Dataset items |
+ + + + + + +
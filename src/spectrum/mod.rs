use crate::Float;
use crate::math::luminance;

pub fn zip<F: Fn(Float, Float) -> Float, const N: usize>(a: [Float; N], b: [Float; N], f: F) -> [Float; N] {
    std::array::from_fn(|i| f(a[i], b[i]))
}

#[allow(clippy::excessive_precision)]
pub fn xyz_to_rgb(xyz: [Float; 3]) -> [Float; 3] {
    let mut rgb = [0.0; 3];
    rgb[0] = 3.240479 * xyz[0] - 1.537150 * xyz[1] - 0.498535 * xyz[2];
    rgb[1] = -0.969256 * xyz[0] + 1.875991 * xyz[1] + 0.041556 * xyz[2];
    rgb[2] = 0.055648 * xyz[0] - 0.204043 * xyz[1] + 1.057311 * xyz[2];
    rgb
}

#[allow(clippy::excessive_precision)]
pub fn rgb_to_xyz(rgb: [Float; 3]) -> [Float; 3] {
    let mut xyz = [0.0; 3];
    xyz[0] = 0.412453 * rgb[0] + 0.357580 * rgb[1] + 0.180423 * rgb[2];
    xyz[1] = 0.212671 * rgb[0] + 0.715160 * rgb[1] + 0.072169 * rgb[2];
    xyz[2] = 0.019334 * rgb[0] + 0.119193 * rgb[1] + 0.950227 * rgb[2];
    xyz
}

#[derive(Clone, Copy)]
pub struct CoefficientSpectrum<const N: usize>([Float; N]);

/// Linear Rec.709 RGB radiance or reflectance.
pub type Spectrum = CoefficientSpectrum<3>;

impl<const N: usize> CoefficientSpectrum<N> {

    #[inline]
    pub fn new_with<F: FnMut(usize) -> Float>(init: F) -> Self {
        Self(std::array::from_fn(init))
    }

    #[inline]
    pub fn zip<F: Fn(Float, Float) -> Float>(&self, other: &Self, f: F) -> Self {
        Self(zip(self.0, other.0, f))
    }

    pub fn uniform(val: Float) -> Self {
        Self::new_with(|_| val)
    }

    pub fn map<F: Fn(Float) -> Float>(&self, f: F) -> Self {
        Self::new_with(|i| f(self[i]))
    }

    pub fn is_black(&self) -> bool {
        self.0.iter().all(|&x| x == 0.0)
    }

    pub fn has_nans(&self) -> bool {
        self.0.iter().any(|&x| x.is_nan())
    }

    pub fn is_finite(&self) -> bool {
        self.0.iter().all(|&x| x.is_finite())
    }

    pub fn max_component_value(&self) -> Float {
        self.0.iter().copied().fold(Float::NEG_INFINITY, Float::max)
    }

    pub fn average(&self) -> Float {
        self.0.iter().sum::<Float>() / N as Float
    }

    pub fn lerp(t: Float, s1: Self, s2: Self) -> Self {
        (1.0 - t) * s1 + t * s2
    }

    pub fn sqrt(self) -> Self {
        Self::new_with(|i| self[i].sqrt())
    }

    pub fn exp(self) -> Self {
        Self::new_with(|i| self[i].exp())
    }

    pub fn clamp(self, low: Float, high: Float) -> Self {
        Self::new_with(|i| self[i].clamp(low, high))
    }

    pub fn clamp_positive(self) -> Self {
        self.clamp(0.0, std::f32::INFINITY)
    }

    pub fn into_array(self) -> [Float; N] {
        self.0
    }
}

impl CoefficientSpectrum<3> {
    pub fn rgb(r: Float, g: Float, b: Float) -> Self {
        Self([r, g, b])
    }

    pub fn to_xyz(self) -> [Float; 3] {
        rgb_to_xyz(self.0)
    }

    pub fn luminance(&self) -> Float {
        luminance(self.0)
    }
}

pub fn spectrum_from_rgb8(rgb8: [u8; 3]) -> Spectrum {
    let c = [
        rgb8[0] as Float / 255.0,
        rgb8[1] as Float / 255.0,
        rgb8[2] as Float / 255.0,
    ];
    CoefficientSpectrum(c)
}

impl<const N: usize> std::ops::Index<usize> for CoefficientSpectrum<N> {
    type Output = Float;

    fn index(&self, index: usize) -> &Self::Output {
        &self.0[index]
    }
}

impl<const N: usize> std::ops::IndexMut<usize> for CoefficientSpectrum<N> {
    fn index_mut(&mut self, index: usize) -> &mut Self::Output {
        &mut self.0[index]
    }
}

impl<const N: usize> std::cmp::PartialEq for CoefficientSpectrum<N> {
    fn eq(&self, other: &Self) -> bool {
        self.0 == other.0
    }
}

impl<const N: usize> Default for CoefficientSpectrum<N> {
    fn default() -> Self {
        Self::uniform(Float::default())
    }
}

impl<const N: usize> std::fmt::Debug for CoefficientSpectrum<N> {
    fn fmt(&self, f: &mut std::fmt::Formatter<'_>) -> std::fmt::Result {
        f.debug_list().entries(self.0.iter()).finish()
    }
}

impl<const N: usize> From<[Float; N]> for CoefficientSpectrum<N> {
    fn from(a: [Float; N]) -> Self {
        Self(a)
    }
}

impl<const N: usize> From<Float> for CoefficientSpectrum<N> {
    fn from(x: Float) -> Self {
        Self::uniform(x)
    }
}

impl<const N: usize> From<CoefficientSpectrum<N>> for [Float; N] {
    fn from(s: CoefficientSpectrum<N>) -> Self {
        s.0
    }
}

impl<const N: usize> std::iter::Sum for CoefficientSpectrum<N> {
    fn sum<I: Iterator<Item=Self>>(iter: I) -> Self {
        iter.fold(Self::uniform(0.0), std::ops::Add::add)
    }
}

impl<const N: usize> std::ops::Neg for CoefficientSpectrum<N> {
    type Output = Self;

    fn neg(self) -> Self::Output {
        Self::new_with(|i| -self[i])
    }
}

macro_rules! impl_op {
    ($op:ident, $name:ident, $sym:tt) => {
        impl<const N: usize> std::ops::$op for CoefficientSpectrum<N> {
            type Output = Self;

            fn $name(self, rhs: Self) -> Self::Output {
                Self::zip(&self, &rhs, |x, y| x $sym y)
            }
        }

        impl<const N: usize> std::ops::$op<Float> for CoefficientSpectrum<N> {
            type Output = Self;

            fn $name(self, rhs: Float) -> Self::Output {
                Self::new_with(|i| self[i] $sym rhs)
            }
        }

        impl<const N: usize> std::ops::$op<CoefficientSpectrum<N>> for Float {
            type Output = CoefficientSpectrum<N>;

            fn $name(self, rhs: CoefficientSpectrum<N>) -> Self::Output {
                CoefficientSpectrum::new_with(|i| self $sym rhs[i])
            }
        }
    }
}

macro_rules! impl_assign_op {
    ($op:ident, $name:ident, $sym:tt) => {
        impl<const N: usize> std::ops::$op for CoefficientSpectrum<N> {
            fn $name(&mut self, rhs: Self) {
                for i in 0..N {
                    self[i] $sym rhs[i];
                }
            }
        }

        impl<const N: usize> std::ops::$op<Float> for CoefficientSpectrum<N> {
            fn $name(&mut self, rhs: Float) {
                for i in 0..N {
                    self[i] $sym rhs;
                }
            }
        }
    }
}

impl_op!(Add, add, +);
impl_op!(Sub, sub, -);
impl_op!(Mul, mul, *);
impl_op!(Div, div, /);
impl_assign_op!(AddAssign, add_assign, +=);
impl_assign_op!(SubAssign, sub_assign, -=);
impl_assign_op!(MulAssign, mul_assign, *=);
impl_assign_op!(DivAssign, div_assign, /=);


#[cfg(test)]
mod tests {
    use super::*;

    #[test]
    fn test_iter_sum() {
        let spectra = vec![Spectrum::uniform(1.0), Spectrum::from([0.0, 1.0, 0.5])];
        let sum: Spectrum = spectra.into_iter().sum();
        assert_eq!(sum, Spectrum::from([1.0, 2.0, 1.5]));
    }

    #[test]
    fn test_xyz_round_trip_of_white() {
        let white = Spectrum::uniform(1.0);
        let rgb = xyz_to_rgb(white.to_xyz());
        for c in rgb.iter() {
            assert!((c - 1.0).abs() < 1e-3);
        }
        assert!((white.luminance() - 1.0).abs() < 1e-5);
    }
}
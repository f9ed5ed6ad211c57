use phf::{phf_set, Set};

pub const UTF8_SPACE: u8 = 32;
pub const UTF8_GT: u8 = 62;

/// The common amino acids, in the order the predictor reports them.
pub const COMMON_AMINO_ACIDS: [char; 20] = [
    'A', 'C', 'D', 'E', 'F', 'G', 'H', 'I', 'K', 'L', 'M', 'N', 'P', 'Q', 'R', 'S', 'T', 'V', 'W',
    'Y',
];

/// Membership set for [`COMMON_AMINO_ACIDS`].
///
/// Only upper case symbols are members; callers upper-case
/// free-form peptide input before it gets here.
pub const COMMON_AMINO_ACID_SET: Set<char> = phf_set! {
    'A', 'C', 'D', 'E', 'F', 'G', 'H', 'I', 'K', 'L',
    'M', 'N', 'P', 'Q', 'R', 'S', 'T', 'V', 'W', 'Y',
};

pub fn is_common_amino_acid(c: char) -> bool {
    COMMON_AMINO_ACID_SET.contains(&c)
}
+ + + + + + +
TASK DIRECTIONS | Both end lines included, restate word for word the lines above from the line with "impl_op!(Add, add, +);" to the line with "Spectrum::from([0.0, 1.0, 0.5])];", and nothing else.

RESPONSE |
impl_op!(Add, add, +);
impl_op!(Sub, sub, -);
impl_op!(Mul, mul, *);
impl_op!(Div, div, /);
impl_assign_op!(AddAssign, add_assign, +=);
impl_assign_op!(SubAssign, sub_assign, -=);
impl_assign_op!(MulAssign, mul_assign, *=);
impl_assign_op!(DivAssign, div_assign, /=);


#[cfg(test)]
mod tests {
    use super::*;

    #[test]
    fn test_iter_sum() {
        let spectra = vec![Spectrum::uniform(1.0), Spectrum::from([0.0, 1.0, 0.5])];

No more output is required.